**** Raw data ****
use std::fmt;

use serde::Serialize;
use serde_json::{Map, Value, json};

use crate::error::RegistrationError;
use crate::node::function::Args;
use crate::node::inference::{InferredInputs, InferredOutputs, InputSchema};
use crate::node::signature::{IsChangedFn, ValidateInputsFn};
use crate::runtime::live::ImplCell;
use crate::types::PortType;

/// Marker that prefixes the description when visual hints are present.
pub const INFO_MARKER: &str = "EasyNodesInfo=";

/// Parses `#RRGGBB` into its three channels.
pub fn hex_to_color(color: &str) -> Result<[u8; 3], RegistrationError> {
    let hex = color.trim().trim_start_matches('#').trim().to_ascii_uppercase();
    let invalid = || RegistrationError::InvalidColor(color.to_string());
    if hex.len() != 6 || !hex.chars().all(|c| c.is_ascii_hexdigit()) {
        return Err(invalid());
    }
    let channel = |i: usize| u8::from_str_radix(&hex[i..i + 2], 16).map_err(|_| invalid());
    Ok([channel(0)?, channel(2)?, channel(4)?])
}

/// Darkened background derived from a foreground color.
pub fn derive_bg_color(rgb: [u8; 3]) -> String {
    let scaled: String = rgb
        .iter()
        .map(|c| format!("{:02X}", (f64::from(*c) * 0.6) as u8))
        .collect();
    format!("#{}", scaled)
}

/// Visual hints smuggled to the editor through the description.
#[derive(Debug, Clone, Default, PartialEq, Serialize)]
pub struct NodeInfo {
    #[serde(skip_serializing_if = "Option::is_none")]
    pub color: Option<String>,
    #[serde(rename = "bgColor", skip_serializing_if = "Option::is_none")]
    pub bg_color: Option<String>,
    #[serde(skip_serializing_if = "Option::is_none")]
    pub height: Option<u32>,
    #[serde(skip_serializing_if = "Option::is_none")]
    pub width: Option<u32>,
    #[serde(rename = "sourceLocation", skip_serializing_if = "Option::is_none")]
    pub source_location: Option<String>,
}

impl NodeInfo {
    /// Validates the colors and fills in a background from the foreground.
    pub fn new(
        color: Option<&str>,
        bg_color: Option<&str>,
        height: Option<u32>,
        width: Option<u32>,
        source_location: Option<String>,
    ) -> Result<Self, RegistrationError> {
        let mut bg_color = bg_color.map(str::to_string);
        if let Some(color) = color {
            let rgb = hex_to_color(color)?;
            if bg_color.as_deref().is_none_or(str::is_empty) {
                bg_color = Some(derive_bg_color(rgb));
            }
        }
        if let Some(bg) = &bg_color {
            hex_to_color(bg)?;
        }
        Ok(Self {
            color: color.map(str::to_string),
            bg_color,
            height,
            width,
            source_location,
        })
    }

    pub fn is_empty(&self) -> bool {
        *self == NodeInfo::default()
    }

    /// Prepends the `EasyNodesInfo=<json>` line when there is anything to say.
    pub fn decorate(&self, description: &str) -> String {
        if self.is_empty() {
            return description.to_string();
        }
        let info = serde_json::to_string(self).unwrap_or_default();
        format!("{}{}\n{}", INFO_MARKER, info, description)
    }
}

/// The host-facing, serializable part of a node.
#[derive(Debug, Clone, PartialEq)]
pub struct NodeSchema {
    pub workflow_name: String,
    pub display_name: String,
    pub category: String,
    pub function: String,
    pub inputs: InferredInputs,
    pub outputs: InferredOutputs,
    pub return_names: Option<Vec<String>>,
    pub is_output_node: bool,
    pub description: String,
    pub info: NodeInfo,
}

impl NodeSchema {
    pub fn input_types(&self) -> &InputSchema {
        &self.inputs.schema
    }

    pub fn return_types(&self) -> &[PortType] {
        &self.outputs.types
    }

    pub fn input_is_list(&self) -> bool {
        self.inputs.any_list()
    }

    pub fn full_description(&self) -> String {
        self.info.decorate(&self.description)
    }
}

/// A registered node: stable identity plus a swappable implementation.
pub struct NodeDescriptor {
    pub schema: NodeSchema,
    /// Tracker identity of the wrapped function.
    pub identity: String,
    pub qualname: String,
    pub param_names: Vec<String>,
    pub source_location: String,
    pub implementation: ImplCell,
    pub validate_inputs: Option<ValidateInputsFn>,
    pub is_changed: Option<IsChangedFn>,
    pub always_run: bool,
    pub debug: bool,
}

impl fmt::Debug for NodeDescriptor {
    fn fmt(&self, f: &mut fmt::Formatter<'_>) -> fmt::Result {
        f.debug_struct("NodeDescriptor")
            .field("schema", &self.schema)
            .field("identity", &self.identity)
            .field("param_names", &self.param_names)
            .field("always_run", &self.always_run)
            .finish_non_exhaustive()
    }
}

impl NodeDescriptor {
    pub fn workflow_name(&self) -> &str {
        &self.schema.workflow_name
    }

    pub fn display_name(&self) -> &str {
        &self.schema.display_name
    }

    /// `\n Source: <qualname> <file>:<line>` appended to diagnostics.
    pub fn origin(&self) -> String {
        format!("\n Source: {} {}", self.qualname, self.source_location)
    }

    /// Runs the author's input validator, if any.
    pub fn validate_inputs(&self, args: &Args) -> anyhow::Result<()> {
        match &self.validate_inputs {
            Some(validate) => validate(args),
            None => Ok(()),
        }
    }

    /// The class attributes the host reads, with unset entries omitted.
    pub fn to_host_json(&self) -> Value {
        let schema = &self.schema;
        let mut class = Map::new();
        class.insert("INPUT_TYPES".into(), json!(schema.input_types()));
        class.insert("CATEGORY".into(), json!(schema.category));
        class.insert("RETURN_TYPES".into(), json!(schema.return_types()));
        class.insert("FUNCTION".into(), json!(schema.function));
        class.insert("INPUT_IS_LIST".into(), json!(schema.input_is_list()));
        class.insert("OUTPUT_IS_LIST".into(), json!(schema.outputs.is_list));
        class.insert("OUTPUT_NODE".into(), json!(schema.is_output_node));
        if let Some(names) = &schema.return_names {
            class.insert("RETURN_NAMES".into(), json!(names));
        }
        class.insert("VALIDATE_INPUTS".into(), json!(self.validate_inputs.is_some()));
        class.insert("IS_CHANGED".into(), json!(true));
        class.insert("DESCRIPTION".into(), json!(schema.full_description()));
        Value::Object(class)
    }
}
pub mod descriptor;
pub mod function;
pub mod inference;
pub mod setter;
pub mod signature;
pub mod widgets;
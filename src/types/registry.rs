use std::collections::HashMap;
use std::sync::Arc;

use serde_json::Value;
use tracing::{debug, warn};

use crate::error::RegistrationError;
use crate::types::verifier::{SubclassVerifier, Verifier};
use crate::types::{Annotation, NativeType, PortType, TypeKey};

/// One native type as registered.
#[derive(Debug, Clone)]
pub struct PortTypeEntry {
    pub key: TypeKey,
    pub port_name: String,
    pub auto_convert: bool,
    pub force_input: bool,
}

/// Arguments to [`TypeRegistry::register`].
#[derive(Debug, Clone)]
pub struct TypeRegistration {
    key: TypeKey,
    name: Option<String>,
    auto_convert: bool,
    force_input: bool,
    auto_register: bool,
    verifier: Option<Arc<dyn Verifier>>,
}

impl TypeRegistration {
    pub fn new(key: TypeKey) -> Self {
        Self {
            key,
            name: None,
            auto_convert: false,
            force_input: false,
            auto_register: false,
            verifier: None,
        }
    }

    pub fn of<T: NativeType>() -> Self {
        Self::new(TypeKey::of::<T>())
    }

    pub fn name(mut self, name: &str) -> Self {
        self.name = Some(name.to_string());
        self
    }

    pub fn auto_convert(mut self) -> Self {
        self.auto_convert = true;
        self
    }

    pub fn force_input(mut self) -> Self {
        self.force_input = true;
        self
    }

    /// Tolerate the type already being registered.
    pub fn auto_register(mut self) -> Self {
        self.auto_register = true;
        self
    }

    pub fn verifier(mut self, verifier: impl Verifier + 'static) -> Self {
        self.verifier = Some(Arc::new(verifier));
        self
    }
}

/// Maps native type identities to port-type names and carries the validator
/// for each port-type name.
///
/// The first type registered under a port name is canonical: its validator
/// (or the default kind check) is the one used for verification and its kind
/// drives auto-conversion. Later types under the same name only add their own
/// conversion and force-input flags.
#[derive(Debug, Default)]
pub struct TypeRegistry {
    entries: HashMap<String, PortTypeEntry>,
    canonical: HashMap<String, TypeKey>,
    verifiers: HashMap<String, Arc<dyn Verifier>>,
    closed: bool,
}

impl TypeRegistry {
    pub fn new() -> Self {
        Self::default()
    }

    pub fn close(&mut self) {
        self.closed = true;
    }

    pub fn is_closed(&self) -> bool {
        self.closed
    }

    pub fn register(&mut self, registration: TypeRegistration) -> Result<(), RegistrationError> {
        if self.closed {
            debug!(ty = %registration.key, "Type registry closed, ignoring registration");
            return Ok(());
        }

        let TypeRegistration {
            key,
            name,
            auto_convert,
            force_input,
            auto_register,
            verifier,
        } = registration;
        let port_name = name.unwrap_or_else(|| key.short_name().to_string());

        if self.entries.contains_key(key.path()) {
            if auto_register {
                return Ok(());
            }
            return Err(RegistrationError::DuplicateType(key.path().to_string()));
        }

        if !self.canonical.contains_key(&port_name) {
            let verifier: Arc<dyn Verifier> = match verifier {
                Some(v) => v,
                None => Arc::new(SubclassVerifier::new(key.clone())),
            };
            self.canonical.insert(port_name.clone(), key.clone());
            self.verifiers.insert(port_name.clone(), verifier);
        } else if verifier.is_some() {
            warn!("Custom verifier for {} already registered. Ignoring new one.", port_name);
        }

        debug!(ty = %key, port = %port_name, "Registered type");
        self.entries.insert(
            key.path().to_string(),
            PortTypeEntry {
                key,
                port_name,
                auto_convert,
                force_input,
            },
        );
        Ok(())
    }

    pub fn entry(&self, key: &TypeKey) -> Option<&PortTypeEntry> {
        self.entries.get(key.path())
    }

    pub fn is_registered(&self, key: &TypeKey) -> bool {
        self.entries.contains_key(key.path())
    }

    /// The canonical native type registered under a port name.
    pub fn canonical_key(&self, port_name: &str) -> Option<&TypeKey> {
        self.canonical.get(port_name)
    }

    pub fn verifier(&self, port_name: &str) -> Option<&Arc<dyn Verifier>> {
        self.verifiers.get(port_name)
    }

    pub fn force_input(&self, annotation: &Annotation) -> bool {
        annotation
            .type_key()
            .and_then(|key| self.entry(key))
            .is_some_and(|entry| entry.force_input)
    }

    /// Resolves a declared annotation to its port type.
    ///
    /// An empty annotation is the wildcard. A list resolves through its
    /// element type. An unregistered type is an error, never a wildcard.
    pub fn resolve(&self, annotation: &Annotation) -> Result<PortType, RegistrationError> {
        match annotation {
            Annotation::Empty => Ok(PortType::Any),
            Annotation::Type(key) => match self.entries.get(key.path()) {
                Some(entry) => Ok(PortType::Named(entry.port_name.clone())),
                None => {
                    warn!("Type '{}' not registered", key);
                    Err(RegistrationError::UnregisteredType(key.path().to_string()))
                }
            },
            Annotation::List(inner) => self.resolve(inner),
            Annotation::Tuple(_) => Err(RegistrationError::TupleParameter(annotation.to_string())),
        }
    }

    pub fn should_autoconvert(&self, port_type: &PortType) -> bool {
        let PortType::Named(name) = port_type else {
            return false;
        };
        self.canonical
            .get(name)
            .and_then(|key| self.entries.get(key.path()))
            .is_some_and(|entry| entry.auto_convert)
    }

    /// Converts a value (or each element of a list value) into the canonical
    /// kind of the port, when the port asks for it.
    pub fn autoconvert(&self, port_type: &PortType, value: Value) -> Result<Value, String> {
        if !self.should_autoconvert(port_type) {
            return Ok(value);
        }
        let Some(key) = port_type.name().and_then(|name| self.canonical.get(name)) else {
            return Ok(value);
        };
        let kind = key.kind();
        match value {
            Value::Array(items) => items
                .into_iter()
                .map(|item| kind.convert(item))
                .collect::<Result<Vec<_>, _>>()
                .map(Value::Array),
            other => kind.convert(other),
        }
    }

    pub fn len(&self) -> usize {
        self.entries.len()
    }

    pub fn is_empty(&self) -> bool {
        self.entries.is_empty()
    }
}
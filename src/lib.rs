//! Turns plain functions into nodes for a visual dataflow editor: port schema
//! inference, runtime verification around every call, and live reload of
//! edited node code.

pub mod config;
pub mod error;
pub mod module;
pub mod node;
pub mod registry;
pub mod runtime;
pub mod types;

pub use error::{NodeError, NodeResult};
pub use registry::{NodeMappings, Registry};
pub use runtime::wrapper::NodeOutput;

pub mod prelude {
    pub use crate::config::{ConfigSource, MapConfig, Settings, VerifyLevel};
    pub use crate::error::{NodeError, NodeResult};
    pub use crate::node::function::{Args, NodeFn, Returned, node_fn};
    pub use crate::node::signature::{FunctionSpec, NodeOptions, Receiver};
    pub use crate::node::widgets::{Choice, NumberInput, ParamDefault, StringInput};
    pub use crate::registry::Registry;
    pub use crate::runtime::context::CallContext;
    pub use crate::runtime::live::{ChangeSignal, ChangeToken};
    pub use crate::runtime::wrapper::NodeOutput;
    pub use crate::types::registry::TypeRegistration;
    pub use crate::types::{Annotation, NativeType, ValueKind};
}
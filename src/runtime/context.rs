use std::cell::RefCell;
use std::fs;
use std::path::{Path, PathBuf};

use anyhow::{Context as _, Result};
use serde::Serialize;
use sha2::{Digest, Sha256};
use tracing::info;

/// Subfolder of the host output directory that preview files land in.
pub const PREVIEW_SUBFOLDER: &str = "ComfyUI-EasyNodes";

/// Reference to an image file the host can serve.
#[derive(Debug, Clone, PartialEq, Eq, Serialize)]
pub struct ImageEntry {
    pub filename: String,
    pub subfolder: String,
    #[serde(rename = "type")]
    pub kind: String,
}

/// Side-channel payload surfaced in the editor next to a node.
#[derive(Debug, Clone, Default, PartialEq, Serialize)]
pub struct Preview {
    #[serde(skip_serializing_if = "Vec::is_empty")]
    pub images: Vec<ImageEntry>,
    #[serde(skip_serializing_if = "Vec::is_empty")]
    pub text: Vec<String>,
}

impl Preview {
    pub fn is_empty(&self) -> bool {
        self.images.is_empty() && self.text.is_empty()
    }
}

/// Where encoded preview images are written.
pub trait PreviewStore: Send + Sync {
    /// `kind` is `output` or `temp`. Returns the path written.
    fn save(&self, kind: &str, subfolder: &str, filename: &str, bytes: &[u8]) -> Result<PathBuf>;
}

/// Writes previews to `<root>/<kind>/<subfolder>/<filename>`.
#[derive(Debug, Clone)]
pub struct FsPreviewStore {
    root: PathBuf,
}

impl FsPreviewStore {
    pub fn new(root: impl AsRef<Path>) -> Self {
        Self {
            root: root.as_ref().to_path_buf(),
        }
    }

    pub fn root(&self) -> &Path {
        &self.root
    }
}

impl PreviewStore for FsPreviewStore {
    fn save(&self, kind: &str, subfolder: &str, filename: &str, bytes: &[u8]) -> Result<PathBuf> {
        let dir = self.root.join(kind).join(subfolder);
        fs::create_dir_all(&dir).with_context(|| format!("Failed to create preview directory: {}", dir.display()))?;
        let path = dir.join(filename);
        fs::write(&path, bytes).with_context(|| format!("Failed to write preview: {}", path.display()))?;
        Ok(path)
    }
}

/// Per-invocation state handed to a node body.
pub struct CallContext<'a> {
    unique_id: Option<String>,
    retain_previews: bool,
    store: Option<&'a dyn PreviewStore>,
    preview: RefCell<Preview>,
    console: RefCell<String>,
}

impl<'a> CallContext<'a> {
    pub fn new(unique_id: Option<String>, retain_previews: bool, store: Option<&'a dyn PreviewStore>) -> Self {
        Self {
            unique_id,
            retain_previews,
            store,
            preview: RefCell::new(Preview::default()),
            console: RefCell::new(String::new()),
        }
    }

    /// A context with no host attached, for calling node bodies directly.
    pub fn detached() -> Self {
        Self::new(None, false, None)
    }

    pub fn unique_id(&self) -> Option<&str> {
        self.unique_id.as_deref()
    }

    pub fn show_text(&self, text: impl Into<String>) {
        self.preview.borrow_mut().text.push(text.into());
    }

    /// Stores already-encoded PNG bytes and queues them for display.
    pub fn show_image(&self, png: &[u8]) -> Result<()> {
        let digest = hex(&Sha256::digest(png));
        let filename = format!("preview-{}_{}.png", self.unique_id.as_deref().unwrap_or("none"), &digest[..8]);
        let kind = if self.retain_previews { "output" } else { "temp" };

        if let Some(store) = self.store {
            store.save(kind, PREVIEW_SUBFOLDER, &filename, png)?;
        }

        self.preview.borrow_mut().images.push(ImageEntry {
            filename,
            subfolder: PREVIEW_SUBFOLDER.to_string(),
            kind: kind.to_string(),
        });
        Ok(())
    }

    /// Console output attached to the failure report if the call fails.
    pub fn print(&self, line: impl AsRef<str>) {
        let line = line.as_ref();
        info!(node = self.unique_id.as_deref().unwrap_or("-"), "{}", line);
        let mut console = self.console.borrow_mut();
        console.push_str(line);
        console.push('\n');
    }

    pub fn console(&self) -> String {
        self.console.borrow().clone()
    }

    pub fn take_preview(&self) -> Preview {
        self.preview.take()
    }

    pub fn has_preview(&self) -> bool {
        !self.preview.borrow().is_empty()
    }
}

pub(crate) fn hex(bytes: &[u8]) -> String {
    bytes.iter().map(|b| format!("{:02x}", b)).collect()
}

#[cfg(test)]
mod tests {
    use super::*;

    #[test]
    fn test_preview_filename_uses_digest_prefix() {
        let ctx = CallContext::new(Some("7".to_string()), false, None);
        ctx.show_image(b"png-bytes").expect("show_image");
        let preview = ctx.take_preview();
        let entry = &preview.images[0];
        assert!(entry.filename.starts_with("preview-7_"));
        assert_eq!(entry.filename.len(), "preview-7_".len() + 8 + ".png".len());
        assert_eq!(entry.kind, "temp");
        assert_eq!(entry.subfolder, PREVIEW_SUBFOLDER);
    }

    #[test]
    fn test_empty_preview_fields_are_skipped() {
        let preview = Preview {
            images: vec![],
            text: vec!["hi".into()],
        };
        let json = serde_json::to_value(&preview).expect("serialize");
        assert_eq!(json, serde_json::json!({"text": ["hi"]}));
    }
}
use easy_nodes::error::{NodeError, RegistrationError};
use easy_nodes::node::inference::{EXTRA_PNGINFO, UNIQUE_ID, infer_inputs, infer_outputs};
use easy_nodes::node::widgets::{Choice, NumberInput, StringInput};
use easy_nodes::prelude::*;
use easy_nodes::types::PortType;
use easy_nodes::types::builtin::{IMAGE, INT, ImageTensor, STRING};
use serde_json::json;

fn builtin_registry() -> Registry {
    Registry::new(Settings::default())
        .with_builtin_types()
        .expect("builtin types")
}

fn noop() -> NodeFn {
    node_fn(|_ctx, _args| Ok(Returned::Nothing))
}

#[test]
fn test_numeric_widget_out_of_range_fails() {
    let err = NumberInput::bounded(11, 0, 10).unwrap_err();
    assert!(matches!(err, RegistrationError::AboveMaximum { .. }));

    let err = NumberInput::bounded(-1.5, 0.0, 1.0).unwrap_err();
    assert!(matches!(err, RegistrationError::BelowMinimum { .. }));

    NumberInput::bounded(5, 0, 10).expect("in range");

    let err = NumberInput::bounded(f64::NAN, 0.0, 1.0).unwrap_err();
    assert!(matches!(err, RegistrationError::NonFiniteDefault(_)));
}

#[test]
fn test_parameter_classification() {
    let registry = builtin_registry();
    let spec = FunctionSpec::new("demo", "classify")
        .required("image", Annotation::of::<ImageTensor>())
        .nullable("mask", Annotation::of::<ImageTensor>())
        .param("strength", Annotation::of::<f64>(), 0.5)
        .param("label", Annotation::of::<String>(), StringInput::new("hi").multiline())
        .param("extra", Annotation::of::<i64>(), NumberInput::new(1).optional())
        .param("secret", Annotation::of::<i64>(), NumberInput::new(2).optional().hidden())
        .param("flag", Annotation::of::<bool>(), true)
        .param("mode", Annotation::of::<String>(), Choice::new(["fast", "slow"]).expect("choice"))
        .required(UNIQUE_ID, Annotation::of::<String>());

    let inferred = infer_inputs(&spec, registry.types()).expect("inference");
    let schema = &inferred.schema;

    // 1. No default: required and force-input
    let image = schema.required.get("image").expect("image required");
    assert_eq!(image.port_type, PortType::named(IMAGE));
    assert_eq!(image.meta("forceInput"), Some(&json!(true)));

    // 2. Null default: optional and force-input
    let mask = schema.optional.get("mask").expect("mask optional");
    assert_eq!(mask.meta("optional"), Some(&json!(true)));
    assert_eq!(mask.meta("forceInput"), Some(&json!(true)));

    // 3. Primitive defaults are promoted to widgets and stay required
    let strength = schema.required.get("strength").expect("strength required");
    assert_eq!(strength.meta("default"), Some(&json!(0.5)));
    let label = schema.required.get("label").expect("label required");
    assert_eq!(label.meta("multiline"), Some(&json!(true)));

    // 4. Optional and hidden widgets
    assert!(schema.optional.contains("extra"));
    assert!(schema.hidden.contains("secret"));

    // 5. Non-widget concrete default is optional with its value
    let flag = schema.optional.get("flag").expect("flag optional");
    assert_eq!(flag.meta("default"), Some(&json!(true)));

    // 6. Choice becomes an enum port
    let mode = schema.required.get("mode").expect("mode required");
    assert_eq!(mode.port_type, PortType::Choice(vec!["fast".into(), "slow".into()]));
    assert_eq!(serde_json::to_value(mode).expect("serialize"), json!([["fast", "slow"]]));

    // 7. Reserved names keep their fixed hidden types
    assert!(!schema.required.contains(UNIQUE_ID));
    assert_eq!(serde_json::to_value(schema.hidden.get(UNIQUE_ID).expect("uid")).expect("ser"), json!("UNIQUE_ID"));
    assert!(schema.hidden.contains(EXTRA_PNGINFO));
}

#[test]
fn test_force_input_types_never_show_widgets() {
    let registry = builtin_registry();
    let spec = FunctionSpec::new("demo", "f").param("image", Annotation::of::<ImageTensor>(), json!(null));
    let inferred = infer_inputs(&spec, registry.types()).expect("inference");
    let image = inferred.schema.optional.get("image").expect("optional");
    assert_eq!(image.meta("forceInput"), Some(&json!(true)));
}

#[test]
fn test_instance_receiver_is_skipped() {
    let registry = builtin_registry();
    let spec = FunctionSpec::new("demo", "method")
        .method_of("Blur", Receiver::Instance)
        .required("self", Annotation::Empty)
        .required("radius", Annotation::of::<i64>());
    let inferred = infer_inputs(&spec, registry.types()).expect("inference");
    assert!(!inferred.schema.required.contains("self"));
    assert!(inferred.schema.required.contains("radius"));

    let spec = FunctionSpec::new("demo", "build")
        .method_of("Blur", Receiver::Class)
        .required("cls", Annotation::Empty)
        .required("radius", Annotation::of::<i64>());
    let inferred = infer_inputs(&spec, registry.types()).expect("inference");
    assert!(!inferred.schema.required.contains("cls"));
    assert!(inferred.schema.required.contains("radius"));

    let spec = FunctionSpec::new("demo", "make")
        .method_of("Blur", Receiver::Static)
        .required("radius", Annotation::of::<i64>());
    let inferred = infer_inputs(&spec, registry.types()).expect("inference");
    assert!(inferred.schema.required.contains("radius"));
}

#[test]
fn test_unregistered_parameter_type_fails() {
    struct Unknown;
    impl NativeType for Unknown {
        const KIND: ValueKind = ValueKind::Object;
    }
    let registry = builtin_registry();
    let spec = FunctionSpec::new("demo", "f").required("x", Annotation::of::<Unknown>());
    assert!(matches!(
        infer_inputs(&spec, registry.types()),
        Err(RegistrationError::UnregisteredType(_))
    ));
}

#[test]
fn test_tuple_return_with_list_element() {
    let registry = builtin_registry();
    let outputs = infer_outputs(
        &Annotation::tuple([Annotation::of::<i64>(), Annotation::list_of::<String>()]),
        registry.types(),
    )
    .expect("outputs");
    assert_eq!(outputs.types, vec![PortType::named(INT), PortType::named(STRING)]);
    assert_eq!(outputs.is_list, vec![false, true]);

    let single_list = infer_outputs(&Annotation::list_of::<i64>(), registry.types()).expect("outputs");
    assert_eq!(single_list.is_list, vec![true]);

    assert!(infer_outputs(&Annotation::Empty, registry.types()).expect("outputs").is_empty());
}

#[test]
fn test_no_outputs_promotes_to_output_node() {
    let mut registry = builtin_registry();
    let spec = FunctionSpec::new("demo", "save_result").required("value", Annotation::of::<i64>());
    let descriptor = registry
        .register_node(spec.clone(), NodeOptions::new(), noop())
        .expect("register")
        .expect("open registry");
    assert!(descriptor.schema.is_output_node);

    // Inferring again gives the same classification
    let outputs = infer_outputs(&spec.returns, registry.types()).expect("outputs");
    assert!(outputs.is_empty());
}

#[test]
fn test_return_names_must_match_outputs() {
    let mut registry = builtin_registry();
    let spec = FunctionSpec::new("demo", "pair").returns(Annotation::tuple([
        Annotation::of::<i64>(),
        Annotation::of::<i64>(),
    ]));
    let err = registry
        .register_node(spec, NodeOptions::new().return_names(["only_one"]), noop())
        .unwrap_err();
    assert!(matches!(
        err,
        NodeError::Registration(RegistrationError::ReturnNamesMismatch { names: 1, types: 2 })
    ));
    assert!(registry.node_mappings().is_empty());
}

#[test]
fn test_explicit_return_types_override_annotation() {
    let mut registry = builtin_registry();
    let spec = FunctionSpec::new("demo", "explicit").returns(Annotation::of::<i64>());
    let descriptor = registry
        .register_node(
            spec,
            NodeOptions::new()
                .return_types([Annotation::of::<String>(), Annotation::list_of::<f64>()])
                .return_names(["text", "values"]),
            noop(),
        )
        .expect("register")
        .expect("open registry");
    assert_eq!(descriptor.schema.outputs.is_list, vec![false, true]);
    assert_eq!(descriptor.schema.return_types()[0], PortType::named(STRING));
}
****
→ **Instructions for the task**: If a line in the material above contains "verifiers", show that line.

→ **Output for this exercise**:
    verifiers: HashMap<String, Arc<dyn Verifier>>,
            self.verifiers.insert(port_name.clone(), verifier);
        self.verifiers.get(port_name)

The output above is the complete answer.